As is evident, this process of hand-vectorizing code is very difficult and error-prone for non-trivial programs. The process is analogous to writing assembly instead of writing the source language and letting the compiler generate assembly. Indeed, compilers today auto-vectorize code, and for the purposes of illustration, let us use Clang/LLVM. First, the source language is lowered to target-independent LLVM IR by Clang, which is the frontend. Next, the vectorizers in the middle-end of LLVM operate on this LLVM IR without vectors in them, and produce LLVM IR with vectors in them. The vectorized LLVM IR is finally lowered to target-specific assembly by the backend of LLVM.

Let us take the same example of saxpy_golden, and see how the loop looks in LLVM IR without vectorization:

loop:
  %iv = phi i64 [ 0, %entry ], [ %iv.next, %loop ]
  %gep.x = getelementptr inbounds float, ptr %x, i64 %iv
  %load.x = load float, ptr %gep.x
  %gep.y = getelementptr inbounds float, ptr %y, i64 %iv
  %load.y = load float, ptr %gep.y
  %fmuladd = tail call float @llvm.fmuladd.f32(
    float %a, float %load.x, float %load.y)
  store float %fmuladd, ptr %gep.y
  %iv.next = add nuw i64 %iv, 1
  %exitcond = icmp eq i64 %iv.next, %n
  br i1 %exitcond, label %exit, label %loop

The first line, loop:, is like a label in C, to which branch instructions (br) can jump to. The next line is creating a new variable %iv using a phi to select either 0 when jumping from the entry block (not shown), or %iv.next when jumping from the back-edge of the loop: this is the induction variable of the loop.
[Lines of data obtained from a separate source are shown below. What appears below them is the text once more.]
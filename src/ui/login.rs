use eframe::egui::{self, Button, Key, RichText, TextEdit, Ui};

use crate::color;
use crate::state::AppState;
use crate::ui::panels::status_line;

const FORM_WIDTH: f32 = 360.0;

// ---------------------------------------------------------------------------
// Login screen (shown while the session is anonymous)
// ---------------------------------------------------------------------------

pub fn login_screen(ui: &mut Ui, state: &mut AppState) {
    ui.vertical_centered(|ui: &mut Ui| {
        ui.add_space(40.0);
        ui.label(
            RichText::new("🔋 Welcome to the Energy Consumption App 🔋")
                .size(32.0)
                .strong()
                .color(color::ACCENT),
        );
        ui.add_space(10.0);
        ui.label(
            RichText::new("🔑 Please Log In")
                .size(24.0)
                .strong()
                .color(color::HIGHLIGHT),
        );
        ui.add_space(30.0);

        let width = FORM_WIDTH.min(ui.available_width() * 0.9);

        ui.add(
            TextEdit::singleline(&mut state.login_form.username)
                .hint_text("👤 Username")
                .desired_width(width),
        );
        ui.add_space(6.0);
        let password = ui.add(
            TextEdit::singleline(&mut state.login_form.password)
                .hint_text("🔒 Password")
                .password(true)
                .desired_width(width),
        );
        let pressed_enter = password.lost_focus() && ui.input(|i| i.key_pressed(Key::Enter));
        ui.add_space(12.0);

        let login = ui.add_sized(
            [width, 36.0],
            Button::new(RichText::new("Login").size(18.0).strong()).fill(color::ACCENT),
        );
        if login.clicked() || pressed_enter {
            state.submit_login();
        }

        ui.add_space(6.0);
        if ui
            .add(egui::Label::new(RichText::new("Forgot Password?").color(color::HIGHLIGHT)).sense(egui::Sense::click()))
            .clicked()
        {
            state.forgot_password();
        }

        ui.add_space(16.0);
        status_line(ui, state.status.as_ref());
    });
}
Since x and y are pointers (marked by the type ptr), we see getelementptr instructions that act as the address computations: so, %gep.x is %x + %iv, and %gep.y is %y + %iv. The load instructions derefence the pointer: so, %load.x is x[iv] and load.y is y[iv]; both are of type f32, or float. @llvm.fmuladd.f32 is the computation, which does a a * x[iv] + y[iv], and the store writes the result %fmuladd back into %gep.y. The last three instructions make the loop block a loop: %iv.next = %iv + 1 is the "next value" of the loop induction variable, and %exitcond is a boolean (marked by the type i1, integer with bitwidth 1) that acts as the exit-condition of the loop. %exitcond is computed as an integer-equal-comparison between %iv.next and %n, where n is the total number of iterations of the loop. Finally, there is a branch instruction that jumps to either the exit block (not shown), or back to the loop block (this is the back-edge of the loop), depending on the exit condtion.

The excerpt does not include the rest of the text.